Private sector generates 70 percent of Africa’s exports, 70 percent of the continent’s investment and 90 percent in employment capacity.
“Having a comparative advantage is meaningless unless that commodity undergoes value addition and beneficiation for its locals. It brings the importance of creating linkages with other regional members and creates downstream industries in the value chain which stimulate economic activities in the region and still control the chain to your advantage as the source of the commodity.
“Exploiting SADC’s commodities for industrialisation involves adding value and developing linkages,” he added.
He further advised on the need for business entities and governments in the region to subscribe to a $15 million membership fee for trade insurance with the ADB as the region was losing half a billion dollars annually in damages and loses in cross border trade through various means such as road carnages, corruption and theft among other incidences.
He also bemoaned lack of emphasis on vocational training, which is evident in young Africans’ preference for university degrees in a region where more still need to be done on the industrialisation aspect of the economy focusing on skills development to sustain the industrial transformation citing Kenya’s strides in the Information Communications Technology (ICTs) industry, ascertaining itself as the region’s ICTs hub.
Managing director for Banking Association South Africa Mr Cas Coovadia said tax revenues in the SADC region were generally very low compared to what was being produced locally which was not sustainable for economic growth, pointing to mistrust and corruption between public and private sector engagement.
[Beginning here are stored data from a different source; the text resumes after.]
impl RpcEvent {
    /// Build the tagged variant from an event's `type` string and payload.
    ///
    /// Never fails: unrecognized types become [`RpcEvent::Unknown`], and a
    /// payload that does not match the expected shape degrades to the bare
    /// variant (routing still works; the payload is forwarded untouched).
    pub fn decode(event_type: &str, payload: Option<&serde_json::Value>) -> RpcEvent {
        match event_type {
            "agent_start" => RpcEvent::AgentStart,
            "agent_end" => RpcEvent::AgentEnd,
            "turn_start" => RpcEvent::TurnStart,
            "turn_end" => RpcEvent::TurnEnd,
            "message_start" => RpcEvent::MessageStart,
            "message_update" => RpcEvent::MessageUpdate {
                event: payload
                    .and_then(|p| p.get("event"))
                    .and_then(|e| serde_json::from_value(e.clone()).ok()),
            },
            "message_end" => RpcEvent::MessageEnd,
            "tool_execution_start" => RpcEvent::ToolExecutionStart,
            "tool_execution_update" => RpcEvent::ToolExecutionUpdate,
            "tool_execution_end" => RpcEvent::ToolExecutionEnd,
            "auto_compaction_start" => RpcEvent::AutoCompactionStart,
            "auto_compaction_end" => RpcEvent::AutoCompactionEnd,
            "auto_retry_start" => RpcEvent::AutoRetryStart,
            "auto_retry_end" => RpcEvent::AutoRetryEnd,
            "extension_error" => RpcEvent::ExtensionError,
            "extension_ui_request" => RpcEvent::ExtensionUiRequest {
                method: payload
                    .and_then(|p| p.get("method"))
                    .and_then(|m| m.as_str())
                    .map(ExtensionUiMethod::from_wire)
                    .unwrap_or(ExtensionUiMethod::Unknown),
            },
            "state_update" => RpcEvent::StateUpdate,
            "model_changed" => RpcEvent::ModelChanged,
            "native_tool_request" => RpcEvent::NativeToolRequest,
            "native_tool_cancel" => RpcEvent::NativeToolCancel,
            "response" => RpcEvent::Response {
                command: payload
                    .and_then(|p| p.get("command"))
                    .and_then(|c| c.as_str())
                    .map(ToOwned::to_owned),
            },
            other => RpcEvent::Unknown {
                event_type: other.to_owned(),
            },
        }
    }
}

/// Interactive dialog methods an agent can request of the controller client.
#[derive(Debug, Clone, PartialEq, Eq)]
pub enum ExtensionUiMethod {
    SetTitle,
    Confirm,
    Input,
    Select,
    Unknown,
}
Angola for instance, receipts 1,4 percent revenue of its total GDP per year.
British American Tobacco managing director Mr Lovemore Manatsa said Government was losing millions of dollars per year due to the smuggling of cigarettes by middlemen due to the porosity of the country’s borders.
The conference came at a time when SADC heads of states are meeting in the capital, mapping a way forward on the positioning of the private sector in industrial development, beneficiation and value addition to natural resources with the business community anxious on whether the long hyped free-trade agreements will finally be implemented.